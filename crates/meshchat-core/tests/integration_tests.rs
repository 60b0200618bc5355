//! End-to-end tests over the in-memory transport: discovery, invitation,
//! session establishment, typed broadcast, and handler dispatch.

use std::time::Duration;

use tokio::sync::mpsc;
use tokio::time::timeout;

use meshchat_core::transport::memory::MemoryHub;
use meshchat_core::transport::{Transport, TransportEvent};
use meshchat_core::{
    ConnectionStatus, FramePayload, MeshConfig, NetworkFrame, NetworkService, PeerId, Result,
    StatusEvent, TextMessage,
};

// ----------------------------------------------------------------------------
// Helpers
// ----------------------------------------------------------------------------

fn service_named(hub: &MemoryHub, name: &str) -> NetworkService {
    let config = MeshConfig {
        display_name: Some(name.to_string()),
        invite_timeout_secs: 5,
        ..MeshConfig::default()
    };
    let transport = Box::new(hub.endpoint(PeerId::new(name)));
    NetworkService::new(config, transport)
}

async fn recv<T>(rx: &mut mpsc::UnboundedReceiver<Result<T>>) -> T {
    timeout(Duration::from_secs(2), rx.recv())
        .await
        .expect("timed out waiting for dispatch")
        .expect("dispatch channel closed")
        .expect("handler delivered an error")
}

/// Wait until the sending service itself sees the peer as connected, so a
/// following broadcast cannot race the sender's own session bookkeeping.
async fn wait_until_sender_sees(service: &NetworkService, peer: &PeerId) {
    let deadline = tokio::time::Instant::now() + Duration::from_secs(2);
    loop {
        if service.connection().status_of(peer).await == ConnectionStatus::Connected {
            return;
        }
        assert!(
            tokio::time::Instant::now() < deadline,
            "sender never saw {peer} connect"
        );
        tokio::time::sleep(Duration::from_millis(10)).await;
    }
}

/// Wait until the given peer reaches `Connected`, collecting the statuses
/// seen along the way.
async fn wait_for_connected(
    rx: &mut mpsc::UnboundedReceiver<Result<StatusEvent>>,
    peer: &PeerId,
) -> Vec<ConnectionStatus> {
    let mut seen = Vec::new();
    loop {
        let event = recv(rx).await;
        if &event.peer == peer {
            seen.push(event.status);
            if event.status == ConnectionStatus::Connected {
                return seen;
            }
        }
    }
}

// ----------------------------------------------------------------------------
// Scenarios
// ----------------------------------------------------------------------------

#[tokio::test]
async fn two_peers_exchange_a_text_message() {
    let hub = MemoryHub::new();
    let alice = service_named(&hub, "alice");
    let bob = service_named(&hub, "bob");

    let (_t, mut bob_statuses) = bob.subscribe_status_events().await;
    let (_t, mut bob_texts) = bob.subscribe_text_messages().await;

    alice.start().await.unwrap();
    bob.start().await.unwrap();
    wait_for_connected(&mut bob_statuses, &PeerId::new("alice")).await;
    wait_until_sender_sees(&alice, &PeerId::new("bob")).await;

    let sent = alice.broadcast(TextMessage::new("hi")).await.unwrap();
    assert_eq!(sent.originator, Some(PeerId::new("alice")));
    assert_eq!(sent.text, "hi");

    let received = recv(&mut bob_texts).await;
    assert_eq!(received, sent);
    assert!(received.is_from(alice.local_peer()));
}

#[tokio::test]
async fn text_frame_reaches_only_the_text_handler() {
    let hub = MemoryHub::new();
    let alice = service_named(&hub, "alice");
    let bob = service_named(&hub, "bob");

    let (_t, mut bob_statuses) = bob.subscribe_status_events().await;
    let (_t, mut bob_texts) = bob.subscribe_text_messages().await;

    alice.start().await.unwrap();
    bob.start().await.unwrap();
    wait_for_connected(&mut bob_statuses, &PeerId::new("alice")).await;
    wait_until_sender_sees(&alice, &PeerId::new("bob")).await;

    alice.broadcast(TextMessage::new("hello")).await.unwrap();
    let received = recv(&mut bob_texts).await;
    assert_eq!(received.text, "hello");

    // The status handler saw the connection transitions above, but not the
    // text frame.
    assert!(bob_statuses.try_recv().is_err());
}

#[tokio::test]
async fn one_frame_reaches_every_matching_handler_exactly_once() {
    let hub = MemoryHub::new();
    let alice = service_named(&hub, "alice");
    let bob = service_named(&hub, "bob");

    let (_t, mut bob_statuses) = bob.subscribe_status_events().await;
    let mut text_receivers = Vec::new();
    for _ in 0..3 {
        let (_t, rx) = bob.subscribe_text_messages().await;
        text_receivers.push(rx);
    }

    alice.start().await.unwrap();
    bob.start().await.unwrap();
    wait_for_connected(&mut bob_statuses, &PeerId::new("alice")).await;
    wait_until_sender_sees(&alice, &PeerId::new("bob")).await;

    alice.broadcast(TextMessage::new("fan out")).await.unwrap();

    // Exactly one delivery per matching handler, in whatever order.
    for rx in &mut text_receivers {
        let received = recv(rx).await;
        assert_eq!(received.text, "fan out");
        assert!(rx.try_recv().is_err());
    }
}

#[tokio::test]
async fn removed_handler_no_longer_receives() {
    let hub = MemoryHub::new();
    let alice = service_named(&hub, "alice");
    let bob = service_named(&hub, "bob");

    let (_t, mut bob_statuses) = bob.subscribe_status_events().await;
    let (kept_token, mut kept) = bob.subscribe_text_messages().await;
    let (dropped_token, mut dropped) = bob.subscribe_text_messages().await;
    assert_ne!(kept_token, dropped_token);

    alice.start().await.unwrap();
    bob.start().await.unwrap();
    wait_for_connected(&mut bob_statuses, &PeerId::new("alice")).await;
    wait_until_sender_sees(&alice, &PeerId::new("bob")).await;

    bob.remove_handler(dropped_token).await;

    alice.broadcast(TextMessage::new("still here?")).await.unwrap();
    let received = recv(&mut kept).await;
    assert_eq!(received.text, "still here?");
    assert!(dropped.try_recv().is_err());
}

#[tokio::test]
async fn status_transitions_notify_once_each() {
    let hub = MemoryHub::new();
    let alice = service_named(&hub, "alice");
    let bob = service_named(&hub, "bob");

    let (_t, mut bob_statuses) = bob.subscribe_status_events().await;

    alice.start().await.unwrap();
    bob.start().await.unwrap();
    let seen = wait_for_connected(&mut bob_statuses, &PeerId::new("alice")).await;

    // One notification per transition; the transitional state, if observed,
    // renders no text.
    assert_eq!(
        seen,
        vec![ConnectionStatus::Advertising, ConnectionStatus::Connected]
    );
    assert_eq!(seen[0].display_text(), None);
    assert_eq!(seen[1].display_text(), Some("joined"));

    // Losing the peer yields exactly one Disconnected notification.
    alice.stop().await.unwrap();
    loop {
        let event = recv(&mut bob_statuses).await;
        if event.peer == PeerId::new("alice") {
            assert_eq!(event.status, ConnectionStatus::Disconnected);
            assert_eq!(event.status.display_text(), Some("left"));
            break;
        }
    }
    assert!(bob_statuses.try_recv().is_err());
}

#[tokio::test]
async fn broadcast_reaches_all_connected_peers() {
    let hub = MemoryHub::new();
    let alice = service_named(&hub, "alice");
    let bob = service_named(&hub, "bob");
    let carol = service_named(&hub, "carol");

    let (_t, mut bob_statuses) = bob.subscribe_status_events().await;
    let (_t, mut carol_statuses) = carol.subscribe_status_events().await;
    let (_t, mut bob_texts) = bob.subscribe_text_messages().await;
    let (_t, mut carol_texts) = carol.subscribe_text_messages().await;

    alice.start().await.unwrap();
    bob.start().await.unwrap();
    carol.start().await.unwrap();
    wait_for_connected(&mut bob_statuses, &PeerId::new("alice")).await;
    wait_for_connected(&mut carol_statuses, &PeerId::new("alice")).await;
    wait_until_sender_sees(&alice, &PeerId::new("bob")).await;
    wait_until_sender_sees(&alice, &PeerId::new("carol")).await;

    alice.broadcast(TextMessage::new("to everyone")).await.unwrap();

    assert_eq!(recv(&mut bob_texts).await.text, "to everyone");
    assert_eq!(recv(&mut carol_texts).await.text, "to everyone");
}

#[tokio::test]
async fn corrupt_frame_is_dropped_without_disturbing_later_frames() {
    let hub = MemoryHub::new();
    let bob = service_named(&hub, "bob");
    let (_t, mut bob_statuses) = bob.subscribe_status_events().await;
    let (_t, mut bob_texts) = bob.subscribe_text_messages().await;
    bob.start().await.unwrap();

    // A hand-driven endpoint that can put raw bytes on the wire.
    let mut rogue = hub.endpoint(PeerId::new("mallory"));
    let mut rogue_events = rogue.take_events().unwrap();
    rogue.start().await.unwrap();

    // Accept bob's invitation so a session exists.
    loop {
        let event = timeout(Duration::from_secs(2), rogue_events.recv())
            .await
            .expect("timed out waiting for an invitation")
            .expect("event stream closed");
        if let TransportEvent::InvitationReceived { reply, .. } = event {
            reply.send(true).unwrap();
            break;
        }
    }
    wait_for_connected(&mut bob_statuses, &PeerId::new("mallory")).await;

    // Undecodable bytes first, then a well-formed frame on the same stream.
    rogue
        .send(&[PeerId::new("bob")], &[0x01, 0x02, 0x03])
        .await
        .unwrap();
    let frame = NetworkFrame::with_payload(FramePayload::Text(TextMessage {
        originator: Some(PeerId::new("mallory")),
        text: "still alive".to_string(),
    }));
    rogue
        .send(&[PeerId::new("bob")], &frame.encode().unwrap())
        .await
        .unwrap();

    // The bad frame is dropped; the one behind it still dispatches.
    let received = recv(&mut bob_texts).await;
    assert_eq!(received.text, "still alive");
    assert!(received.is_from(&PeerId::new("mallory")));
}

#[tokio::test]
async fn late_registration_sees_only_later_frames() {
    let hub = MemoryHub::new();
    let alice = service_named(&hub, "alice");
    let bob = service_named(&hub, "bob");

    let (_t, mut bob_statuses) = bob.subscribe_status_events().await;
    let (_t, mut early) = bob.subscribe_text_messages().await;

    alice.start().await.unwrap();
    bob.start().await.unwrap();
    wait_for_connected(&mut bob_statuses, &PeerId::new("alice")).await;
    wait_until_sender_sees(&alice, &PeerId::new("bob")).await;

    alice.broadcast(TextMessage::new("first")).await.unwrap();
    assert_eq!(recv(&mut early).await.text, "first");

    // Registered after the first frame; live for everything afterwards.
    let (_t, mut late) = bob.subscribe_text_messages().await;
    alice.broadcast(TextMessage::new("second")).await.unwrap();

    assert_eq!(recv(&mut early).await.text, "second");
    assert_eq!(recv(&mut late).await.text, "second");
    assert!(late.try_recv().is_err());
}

______

Wherever the string "hello" appears in the entries, copy that line.

    alice.broadcast(TextMessage::new("hello")).await.unwrap();
    assert_eq!(received.text, "hello");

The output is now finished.